まず,装丁がいいな.ちっとも鹿島出版会らしくないところが(笑).



「セヴェラルネス(severalness)」というキーワードはあまり聞き慣れない.しかし,「単一」ではなく,かと言って「無限」でもない,いくつかの「有限」な場合のみが許されることを示す言葉としては納得がいく.著者は,クリストファー・アレグザンダーの「セミラティス」論を本書のいくつかの章で言及している.ツリーで表示される厳密なヒエラルキーは「単一」の階層構造は示す.一方,そのような構造性がまったくないときには「無限」の可能性が内包される.しかし,複数のツリーからなる「セミラティス」は,その中間にあって,いくつかの「有限」個の状態を指示する.だから,「セヴェラルネス」.系統ネットワーク理論を知っていれば,まったく違和感なく,著者の言わんとするところが理解できるだろう.

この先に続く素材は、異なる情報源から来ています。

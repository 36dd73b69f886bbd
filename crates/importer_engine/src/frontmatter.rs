use std::fs;
use std::path::Path;

use importer_core::{FrontMatter, NormalizedDocument};

use crate::persist::{AtomicFileWriter, PersistError};
use crate::EntryError;

const DELIMITER: &str = "---";
const EMBEDDED_START: &str = "<!--frontmatter-->";
const EMBEDDED_END: &str = "<!--end-->";

#[derive(Debug, thiserror::Error)]
pub enum FrontMatterError {
    #[error("front matter yaml: {0}")]
    Yaml(#[from] serde_yaml::Error),
    #[error("document does not start with a front matter block")]
    MissingBlock,
    #[error("embedded front matter is not a yaml mapping")]
    NotAMapping,
}

/// `---\n<yaml>---\n<body>\n`
pub fn render_document(doc: &NormalizedDocument) -> Result<String, FrontMatterError> {
    let yaml = serde_yaml::to_string(&doc.front_matter)?;
    Ok(with_header(&yaml, &doc.body))
}

fn with_header(yaml: &str, body: &str) -> String {
    let mut out = String::with_capacity(yaml.len() + body.len() + 16);
    out.push_str(DELIMITER);
    out.push('\n');
    out.push_str(yaml);
    if !yaml.ends_with('\n') {
        out.push('\n');
    }
    out.push_str(DELIMITER);
    out.push('\n');
    let body = body.trim_end();
    if !body.is_empty() {
        out.push_str(body);
        out.push('\n');
    }
    out
}

/// Move a `<!--frontmatter-->yaml<!--end-->` block found anywhere in a
/// Markdown text into a leading `---` header. The remaining body is trimmed.
/// Returns `None` when the text carries no such block.
pub fn lift_embedded_front_matter(markdown: &str) -> Result<Option<String>, FrontMatterError> {
    let Some(start) = markdown.find(EMBEDDED_START) else {
        return Ok(None);
    };
    let yaml_start = start + EMBEDDED_START.len();
    let Some(yaml_len) = markdown[yaml_start..].find(EMBEDDED_END) else {
        return Ok(None);
    };
    let end = yaml_start + yaml_len + EMBEDDED_END.len();

    let fields = match serde_yaml::from_str(markdown[yaml_start..yaml_start + yaml_len].trim())? {
        serde_yaml::Value::Null => serde_yaml::Mapping::new(),
        serde_yaml::Value::Mapping(fields) => fields,
        _ => return Err(FrontMatterError::NotAMapping),
    };
    let yaml = serde_yaml::to_string(&fields)?;

    let body = format!("{}{}", &markdown[..start], &markdown[end..]);
    Ok(Some(with_header(&yaml, body.trim_start())))
}

/// Rewrite one Markdown file in place with its embedded front matter lifted.
/// Returns whether the file changed.
pub fn lift_front_matter_in_file(path: &Path) -> Result<bool, EntryError> {
    let content = fs::read_to_string(path).map_err(|source| PersistError::Io {
        path: path.to_path_buf(),
        source,
    })?;
    let Some(lifted) = lift_embedded_front_matter(&content)? else {
        return Ok(false);
    };

    let dir = path
        .parent()
        .filter(|dir| !dir.as_os_str().is_empty())
        .unwrap_or(Path::new("."));
    let filename = path
        .file_name()
        .map(|name| name.to_string_lossy().into_owned())
        .unwrap_or_default();
    AtomicFileWriter::new(dir.to_path_buf()).write(&filename, &lifted)?;
    Ok(true)
}

/// Split a rendered document back into its front matter and body.
pub fn parse_document(content: &str) -> Result<(FrontMatter, String), FrontMatterError> {
    let rest = content
        .strip_prefix("---\n")
        .ok_or(FrontMatterError::MissingBlock)?;

    let (yaml, body) = if let Some(idx) = rest.find("\n---\n") {
        (&rest[..idx + 1], &rest[idx + "\n---\n".len()..])
    } else if let Some(yaml) = rest.strip_suffix("\n---") {
        (yaml, "")
    } else {
        return Err(FrontMatterError::MissingBlock);
    };

    let front_matter: FrontMatter = serde_yaml::from_str(yaml)?;
    let body = body.strip_suffix('\n').unwrap_or(body);
    Ok((front_matter, body.to_string()))
}

#[cfg(test)]
mod tests {
    use super::*;

    #[test]
    fn document_without_block_is_rejected() {
        assert!(matches!(
            parse_document("just text\n"),
            Err(FrontMatterError::MissingBlock)
        ));
        assert!(matches!(
            parse_document("---\ntitle: x\n"),
            Err(FrontMatterError::MissingBlock)
        ));
    }

    #[test]
    fn embedded_block_moves_to_header() {
        let markdown =
            "<!--frontmatter-->\ntitle: Hello\ntags:\n  - a\n  - b\n<!--end-->\n\n# Post\n\nbody\n";
        let lifted = lift_embedded_front_matter(markdown).unwrap().unwrap();
        assert_eq!(
            lifted,
            "---\ntitle: Hello\ntags:\n- a\n- b\n---\n# Post\n\nbody\n"
        );
    }

    #[test]
    fn text_without_markers_is_left_alone() {
        assert!(lift_embedded_front_matter("# Post\n\nbody\n")
            .unwrap()
            .is_none());
        assert!(lift_embedded_front_matter("<!--frontmatter-->\ntitle: x\n")
            .unwrap()
            .is_none());
    }

    #[test]
    fn embedded_scalar_is_rejected() {
        assert!(matches!(
            lift_embedded_front_matter("<!--frontmatter-->just words<!--end-->"),
            Err(FrontMatterError::NotAMapping)
        ));
    }

    #[test]
    fn empty_body_renders_block_only() {
        let doc = NormalizedDocument {
            front_matter: FrontMatter {
                title: "t".into(),
                ..FrontMatter::default()
            },
            body: "  \n".into(),
            filename: "t.md".into(),
        };
        let rendered = render_document(&doc).unwrap();
        assert!(rendered.ends_with("---\n"));
        let (fm, body) = parse_document(&rendered).unwrap();
        assert_eq!(fm, doc.front_matter);
        assert_eq!(body, "");
    }
}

6月の ICCシンポジウム〈アーカイヴが紡ぐ未来:再連結する情報〉で,初めて著者の中谷さんと同席したのだが,建築学というまったくの畑違いの世界であるにもかかわらず,彼が使っていた「ことば」は意外なほどよく染み込んできた.おそらく,建築学の対象である都市構造とか配置あるいは建築物の歴史性は,“系統学的”な考察の対象になるということだろう.